*Assignment*
After reading the entries below, copy word for word the lines from the first through the line containing "to create configuration", and stop there.

-- Dataset excerpts follows --

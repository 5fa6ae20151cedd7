//! Event handling for the application.
//!
//! Terminal input is polled by [`EventHandler`] and turned into [`Event`]s;
//! API results arrive separately through `tasks::ApiMessage`.

mod handler;
mod keys;

use crossterm::event::KeyEvent;

pub use handler::EventHandler;
pub use keys::{get_context_hints, get_keybindings_grouped, is_quit, KeyContext, Keybinding};

/// Events consumed by `App::update`.
#[derive(Debug, Clone, PartialEq, Eq)]
pub enum Event {
    /// A key was pressed.
    Key(KeyEvent),
    /// The terminal was resized.
    Resize(u16, u16),
    /// No input within the tick rate.
    Tick,
}
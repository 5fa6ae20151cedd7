//! Configuration management for cityadmin.
//!
//! This module handles loading and saving the TOML configuration file and
//! exposes the session context used by the access guard.

mod session;
mod settings;

use std::fs;
use std::path::{Path, PathBuf};

use serde::{Deserialize, Serialize};
use thiserror::Error;
use tracing::{debug, info};

pub use session::{KeyringSession, SessionContext, StaticSession};
pub use settings::Settings;

/// Name of the configuration file inside the config directory.
const CONFIG_FILE_NAME: &str = "config.toml";

/// Errors that can occur while loading or saving configuration.
#[derive(Debug, Error)]
pub enum ConfigError {
    /// The platform config directory could not be determined.
    #[error("could not determine configuration directory")]
    NoConfigDir,

    /// The config directory could not be created.
    #[error("failed to create configuration directory: {0}")]
    CreateDirError(#[source] std::io::Error),

    /// The config file could not be read.
    #[error("failed to read configuration file: {0}")]
    ReadError(#[source] std::io::Error),

    /// The config file could not be written.
    #[error("failed to write configuration file: {0}")]
    WriteError(#[source] std::io::Error),

    /// The config file is not valid TOML for `Config`.
    #[error("failed to parse configuration file: {0}")]
    ParseError(#[from] toml::de::Error),

    /// The config could not be serialized.
    #[error("failed to serialize configuration: {0}")]
    SerializeError(#[from] toml::ser::Error),

    /// A setting has an invalid value.
    #[error("invalid configuration: {0}")]
    ValidationError(String),
}

/// Result type for configuration operations.
pub type Result<T> = std::result::Result<T, ConfigError>;

/// The complete configuration file.
#[derive(Debug, Clone, Default, PartialEq, Eq, Serialize, Deserialize)]
pub struct Config {
    /// Application settings.
    #[serde(default)]
    pub settings: Settings,
}

impl Config {
    /// Default location of the configuration file.
    pub fn default_path() -> Result<PathBuf> {
        let dir = dirs::config_dir().ok_or(ConfigError::NoConfigDir)?;
        Ok(dir.join("cityadmin").join(CONFIG_FILE_NAME))
    }

    /// Load the configuration from a file.
    ///
    /// A missing file yields the default configuration.
    pub fn load_from(path: &Path) -> Result<Self> {
        if !path.exists() {
            debug!(path = %path.display(), "Config file not found, using defaults");
            return Ok(Self::default());
        }

        let contents = fs::read_to_string(path).map_err(ConfigError::ReadError)?;
        let config: Config = toml::from_str(&contents)?;
        config.settings.validate()?;

        info!(path = %path.display(), "Loaded configuration");
        Ok(config)
    }

    /// Save the configuration to a file, creating parent directories.
    pub fn save_to(&self, path: &Path) -> Result<()> {
        if let Some(parent) = path.parent() {
            fs::create_dir_all(parent).map_err(ConfigError::CreateDirError)?;
        }
        let contents = toml::to_string_pretty(self)?;
        fs::write(path, contents).map_err(ConfigError::WriteError)?;
        debug!(path = %path.display(), "Saved configuration");
        Ok(())
    }
}

#[cfg(test)]
mod tests {
    use super::*;
    use tempfile::tempdir;

    #[test]
    fn test_load_missing_file_gives_defaults() {
        let dir = tempdir().unwrap();
        let config = Config::load_from(&dir.path().join("config.toml")).unwrap();
        assert_eq!(config, Config::default());
    }

    #[test]
    fn test_save_then_load() {
        let dir = tempdir().unwrap();
        let path = dir.path().join("nested").join("config.toml");

        let mut config = Config::default();
        config.settings.api_url = "https://admin.example.com/api".to_string();
        config.settings.admin_role = "SuperAdmin".to_string();
        config.save_to(&path).unwrap();

        let loaded = Config::load_from(&path).unwrap();
        assert_eq!(loaded, config);
    }

    #[test]
    fn test_load_invalid_toml() {
        let dir = tempdir().unwrap();
        let path = dir.path().join("config.toml");
        fs::write(&path, "settings = [not toml").unwrap();

        let result = Config::load_from(&path);
        assert!(matches!(result, Err(ConfigError::ParseError(_))));
    }

    #[test]
    fn test_load_rejects_invalid_settings() {
        let dir = tempdir().unwrap();
        let path = dir.path().join("config.toml");
        fs::write(&path, "[settings]\napi_url = \"ftp://nope\"\n").unwrap();

        let result = Config::load_from(&path);
        assert!(matches!(result, Err(ConfigError::ValidationError(_))));
    }

    #[test]
    fn test_default_path_ends_with_config_file() {
        if let Ok(path) = Config::default_path() {
            assert!(path.ends_with("cityadmin/config.toml"));
        }
    }
}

-- Dataset excerpts concluded --

*Solution for this exercise*
repository 5fa6ae20151cedd7
//! Event handling for the application.
//!
//! Terminal input is polled by [`EventHandler`] and turned into [`Event`]s;
//! API results arrive separately through `tasks::ApiMessage`.

mod handler;
mod keys;

use crossterm::event::KeyEvent;

pub use handler::EventHandler;
pub use keys::{get_context_hints, get_keybindings_grouped, is_quit, KeyContext, Keybinding};

/// Events consumed by `App::update`.
#[derive(Debug, Clone, PartialEq, Eq)]
pub enum Event {
    /// A key was pressed.
    Key(KeyEvent),
    /// The terminal was resized.
    Resize(u16, u16),
    /// No input within the tick rate.
    Tick,
}
repository 5fa6ae20151cedd7
//! Configuration management for cityadmin.
//!
//! This module handles loading and saving the TOML configuration file and
//! exposes the session context used by the access guard.

mod session;
mod settings;

use std::fs;
use std::path::{Path, PathBuf};

use serde::{Deserialize, Serialize};
use thiserror::Error;
use tracing::{debug, info};

pub use session::{KeyringSession, SessionContext, StaticSession};
pub use settings::Settings;

/// Name of the configuration file inside the config directory.
const CONFIG_FILE_NAME: &str = "config.toml";

/// Errors that can occur while loading or saving configuration.
#[derive(Debug, Error)]
pub enum ConfigError {
    /// The platform config directory could not be determined.
    #[error("could not determine configuration directory")]
    NoConfigDir,

    /// The config directory could not be created.
    #[error("failed to create configuration directory: {0}")]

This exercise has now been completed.